LOUISVILLE, Ky., July 24 (UPI) -- Lawyers for two teens who pleaded guilty to assaulting a Kentucky teenage girl say they're dropping a contempt motion against her for tweeting the boys' names.
The attorneys had claimed Savannah Dietrich, also 17, violated court rules and a Jefferson District Court judge's gag order in Louisville by disclosing the boys' names.
The Louisville Courier-Journal reported David Mejia, an attorney for one of the teen defendants, said the story has gone worldwide because of an article Saturday in The Courier-Journal, and now there was no reason for the contempt motion.

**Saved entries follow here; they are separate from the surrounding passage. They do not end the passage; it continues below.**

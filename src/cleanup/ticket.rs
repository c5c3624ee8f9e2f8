//! Exactly-once cleanup tickets
//!
//! A ticket wraps one [`CleanupAction`] and runs it at most once, no matter how
//! many callers or which trigger path asks for it. The only point of mutual
//! exclusion between the explicit and the reclamation path is a single
//! compare-and-set on the ticket state.

use std::fmt;
use std::sync::Arc;
use std::sync::atomic::{AtomicU8, AtomicU64, Ordering};
use std::thread::{self, ThreadId};

use parking_lot::{Condvar, Mutex};

use super::action::CleanupAction;
use crate::error::{ActionFailure, CleanupError, CleanupResult};
use crate::watch::WatchId;

static NEXT_TICKET_ID: AtomicU64 = AtomicU64::new(1);

/// Serializes guardian linking so two concurrent links cannot close a cycle
static LINK_LOCK: Mutex<()> = parking_lot::const_mutex(());

/// Process-unique ticket identity
#[derive(Debug, Clone, Copy, PartialEq, Eq, Hash, PartialOrd, Ord)]
pub struct TicketId(u64);

impl TicketId {
    pub const fn from_raw(raw: u64) -> Self {
        Self(raw)
    }

    pub const fn as_raw(self) -> u64 {
        self.0
    }

    fn next() -> Self {
        Self(NEXT_TICKET_ID.fetch_add(1, Ordering::Relaxed))
    }
}

impl fmt::Display for TicketId {
    fn fmt(&self, f: &mut fmt::Formatter<'_>) -> fmt::Result {
        write!(f, "ticket#{}", self.0)
    }
}

/// Lifecycle of a ticket. `Cleaned` is terminal.
#[derive(Debug, Clone, Copy, PartialEq, Eq, Hash)]
#[repr(u8)]
pub enum TicketState {
    Registered = 0,
    Cleaning = 1,
    Cleaned = 2,
}

impl TicketState {
    fn from_u8(raw: u8) -> Self {
        match raw {
            0 => TicketState::Registered,
            1 => TicketState::Cleaning,
            _ => TicketState::Cleaned,
        }
    }
}

/// Which path fired a ticket
#[derive(Debug, Clone, Copy, PartialEq, Eq)]
pub enum TriggerOrigin {
    /// Owner-initiated release
    Explicit,
    /// Reclamation notification delivered by the watcher
    Reclamation,
}

/// Result of a trigger call that did not fail
#[derive(Debug, Clone, Copy, PartialEq, Eq)]
pub enum TriggerOutcome {
    /// This call won the race and ran the action
    Ran,
    /// Another call had already won; nothing was run
    AlreadyTriggered,
}

/// Hook run by the winning trigger once the ticket is `Cleaned`
pub(crate) type SettleHook = Box<dyn Fn(&Settled) + Send + Sync>;

/// What a settle hook learns about the finished run
#[derive(Debug, Clone, Copy)]
pub(crate) struct Settled {
    pub(crate) watch: Option<WatchId>,
    pub(crate) origin: TriggerOrigin,
    pub(crate) failed: bool,
}

struct TicketInner {
    id: TicketId,
    watch: Option<WatchId>,
    state: AtomicU8,
    /// Taken exactly once, by the winner of the state transition
    action: Mutex<Option<CleanupAction>>,
    /// Thread currently running the action
    runner: Mutex<Option<ThreadId>>,
    done_lock: Mutex<()>,
    done: Condvar,
    /// Tickets that must finish before this ticket's own action runs
    guards: Mutex<Vec<CleanupTicket>>,
    on_settled: Option<SettleHook>,
}

/// Handle to one pending-or-completed cleanup.
///
/// Cloning a ticket yields another handle to the same cleanup.
///
/// # Examples
///
/// ```
/// use reclaim::cleanup::{CleanupAction, CleanupTicket, TicketState, TriggerOutcome};
/// use std::sync::Arc;
/// use std::sync::atomic::{AtomicUsize, Ordering};
///
/// let runs = Arc::new(AtomicUsize::new(0));
/// let counter = Arc::clone(&runs);
/// let ticket = CleanupTicket::standalone(CleanupAction::new(move || {
///     counter.fetch_add(1, Ordering::SeqCst);
/// }));
///
/// assert_eq!(ticket.trigger(), Ok(TriggerOutcome::Ran));
/// assert_eq!(ticket.trigger(), Ok(TriggerOutcome::AlreadyTriggered));
/// assert_eq!(ticket.state(), TicketState::Cleaned);
/// assert_eq!(runs.load(Ordering::SeqCst), 1);
/// ```
#[derive(Clone)]
pub struct CleanupTicket {
    inner: Arc<TicketInner>,
}

impl CleanupTicket {
    pub(crate) fn with_hook(
        watch: Option<WatchId>,
        action: CleanupAction,
        on_settled: Option<SettleHook>,
    ) -> Self {
        Self {
            inner: Arc::new(TicketInner {
                id: TicketId::next(),
                watch,
                state: AtomicU8::new(TicketState::Registered as u8),
                action: Mutex::new(Some(action)),
                runner: Mutex::new(None),
                done_lock: Mutex::new(()),
                done: Condvar::new(),
                guards: Mutex::new(Vec::new()),
                on_settled,
            }),
        }
    }

    /// Ticket tied to no owner and no registry; it runs only when triggered
    pub fn standalone(action: CleanupAction) -> Self {
        Self::with_hook(None, action, None)
    }

    pub fn id(&self) -> TicketId {
        self.inner.id
    }

    pub fn watch_id(&self) -> Option<WatchId> {
        self.inner.watch
    }

    /// Current state. Advisory only: it may change right after it is read.
    pub fn state(&self) -> TicketState {
        TicketState::from_u8(self.inner.state.load(Ordering::Acquire))
    }

    /// Advisory check for the terminal state
    pub fn is_cleaned(&self) -> bool {
        self.state() == TicketState::Cleaned
    }

    /// Run the action if no one has yet.
    ///
    /// The winner runs the action on the calling thread and gets its failure,
    /// if any. Every other caller returns `AlreadyTriggered` immediately,
    /// without waiting for the winner.
    pub fn trigger(&self) -> CleanupResult<TriggerOutcome> {
        self.fire(TriggerOrigin::Explicit, false)
    }

    /// Like [`trigger`](Self::trigger), but a losing caller blocks until the
    /// winner's run has finished.
    ///
    /// Called from inside this ticket's own action, it returns immediately.
    pub fn trigger_and_wait(&self) -> CleanupResult<TriggerOutcome> {
        self.fire(TriggerOrigin::Explicit, true)
    }

    pub(crate) fn trigger_from(&self, origin: TriggerOrigin) -> CleanupResult<TriggerOutcome> {
        self.fire(origin, false)
    }

    /// Block until the ticket is `Cleaned`. Does not trigger it.
    pub fn wait(&self) {
        let inner = &self.inner;
        if *inner.runner.lock() == Some(thread::current().id()) {
            return;
        }
        let mut guard = inner.done_lock.lock();
        while self.state() != TicketState::Cleaned {
            inner.done.wait(&mut guard);
        }
    }

    fn fire(&self, origin: TriggerOrigin, wait: bool) -> CleanupResult<TriggerOutcome> {
        let inner = &self.inner;
        let won = inner
            .state
            .compare_exchange(
                TicketState::Registered as u8,
                TicketState::Cleaning as u8,
                Ordering::AcqRel,
                Ordering::Acquire,
            )
            .is_ok();

        if !won {
            if wait {
                self.wait();
            }
            return Ok(TriggerOutcome::AlreadyTriggered);
        }

        *inner.runner.lock() = Some(thread::current().id());
        let action = inner.action.lock().take();
        let result = match action {
            Some(action) => action.run(),
            None => Ok(()),
        };
        *inner.runner.lock() = None;

        {
            let _guard = inner.done_lock.lock();
            inner
                .state
                .store(TicketState::Cleaned as u8, Ordering::Release);
            inner.done.notify_all();
        }
        inner.guards.lock().clear();

        tracing::debug!(
            ticket = %inner.id,
            origin = ?origin,
            failed = result.is_err(),
            "cleanup ticket settled"
        );

        if let Some(hook) = &inner.on_settled {
            hook(&Settled {
                watch: inner.watch,
                origin,
                failed: result.is_err(),
            });
        }

        result.map(|()| TriggerOutcome::Ran).map_err(|error| {
            CleanupError::ActionFailed(ActionFailure {
                ticket: inner.id,
                watch: inner.watch,
                message: error.message,
                panicked: error.panicked,
            })
        })
    }

    /// Make this ticket's action wait for `guard` to finish first.
    ///
    /// Fails if this ticket has already been triggered, or if `guard` already
    /// waits on this ticket.
    pub(crate) fn run_after(&self, guard: &CleanupTicket) -> CleanupResult<()> {
        link_chain(&[guard.clone(), self.clone()])
    }

    /// Wrap the action held in `action` so that `guard` runs to completion first.
    /// Caller holds `LINK_LOCK` and this ticket's action lock.
    fn link_locked(&self, action: &mut Option<CleanupAction>, guard: &CleanupTicket) {
        let own = action.take();
        let first = guard.clone();
        *action = Some(CleanupAction::fallible(move || {
            let guard_failure = match first.trigger_and_wait() {
                Ok(_) => None,
                Err(error) => Some(error.to_string()),
            };
            let own_failure = match own {
                Some(own) => own.run().err().map(|error| error.message),
                None => None,
            };
            match (guard_failure, own_failure) {
                (None, None) => Ok(()),
                (Some(message), None) | (None, Some(message)) => Err(message),
                (Some(guard), Some(own)) => Err(format!("{own}; guardian: {guard}")),
            }
        }));
        self.inner.guards.lock().push(guard.clone());
    }

    /// Whether this ticket is `other` or transitively waits on it
    fn waits_on(&self, other: &CleanupTicket) -> bool {
        if Arc::ptr_eq(&self.inner, &other.inner) {
            return true;
        }
        let guards = self.inner.guards.lock().clone();
        guards.iter().any(|guard| guard.waits_on(other))
    }
}

/// Link every ticket in `links` behind its predecessor, or none of them.
///
/// Every pair is checked before the first link is made: no ticket may
/// already wait on a later one (which also rejects duplicates), and every
/// ticket after the first must still be `Registered`. The action locks of the
/// linked tickets are held until linking is done, so a concurrent trigger
/// picks up the linked action.
pub(crate) fn link_chain(links: &[CleanupTicket]) -> CleanupResult<()> {
    let _linking = LINK_LOCK.lock();

    for (i, earlier) in links.iter().enumerate() {
        if links[i + 1..].iter().any(|later| earlier.waits_on(later)) {
            return Err(CleanupError::CycleDetected);
        }
    }

    let mut actions = Vec::with_capacity(links.len().saturating_sub(1));
    for outer in links.iter().skip(1) {
        let action = outer.inner.action.lock();
        if outer.state() != TicketState::Registered {
            return Err(CleanupError::AlreadyTriggered);
        }
        actions.push(action);
    }

    for (pair, action) in links.windows(2).zip(actions.iter_mut()) {
        pair[1].link_locked(action, &pair[0]);
    }
    Ok(())
}

impl fmt::Debug for CleanupTicket {
    fn fmt(&self, f: &mut fmt::Formatter<'_>) -> fmt::Result {
        f.debug_struct("CleanupTicket")
            .field("id", &self.inner.id)
            .field("watch", &self.inner.watch)
            .field("state", &self.state())
            .finish()
    }
}

/// Scoped explicit release: triggers its ticket when dropped.
///
/// # Examples
///
/// ```
/// use reclaim::cleanup::{CleanupAction, CleanupTicket, TicketGuard};
///
/// let ticket = CleanupTicket::standalone(CleanupAction::noop());
/// {
///     let _guard = TicketGuard::new(ticket.clone());
/// }
/// assert!(ticket.is_cleaned());
/// ```
#[derive(Debug)]
pub struct TicketGuard {
    ticket: Option<CleanupTicket>,
}

impl TicketGuard {
    pub fn new(ticket: CleanupTicket) -> Self {
        Self {
            ticket: Some(ticket),
        }
    }

    pub fn ticket(&self) -> Option<&CleanupTicket> {
        self.ticket.as_ref()
    }

    /// Release now and report the outcome to the caller
    pub fn release(mut self) -> CleanupResult<TriggerOutcome> {
        match self.ticket.take() {
            Some(ticket) => ticket.trigger_and_wait(),
            None => Ok(TriggerOutcome::AlreadyTriggered),
        }
    }

    /// Disarm the guard, leaving the ticket to other trigger paths
    pub fn into_ticket(mut self) -> Option<CleanupTicket> {
        self.ticket.take()
    }
}

impl Drop for TicketGuard {
    fn drop(&mut self) {
        if let Some(ticket) = self.ticket.take()
            && let Err(error) = ticket.trigger_and_wait()
        {
            tracing::error!(ticket = %ticket.id(), %error, "scoped release failed");
        }
    }
}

The newspaper did not name the teen defendants, and usually does not identify minors in juvenile court, except in some cases like murder.
The report said Dietrich was frustrated by what she felt was a lenient plea bargain for the two defendants. The pair pleaded guilty to sexually assaulting her and circulating pictures of the incident. Last month, Dietrich tweeted their names and criticized the justice process.
"There you go, lock me up," Dietrich tweeted in June about the contempt citation, The Courier-Journal reported. "I'm not protecting anyone that made my life a living Hell." Dietrich told police she had been assaulted after drinking and passing out. Pictures ended up on the Internet.
More than 70,000 people signed a Change.org petition asking the judge not to charge her with contempt, the report said.
The two male teens are to be sentenced later. The report did not give a date.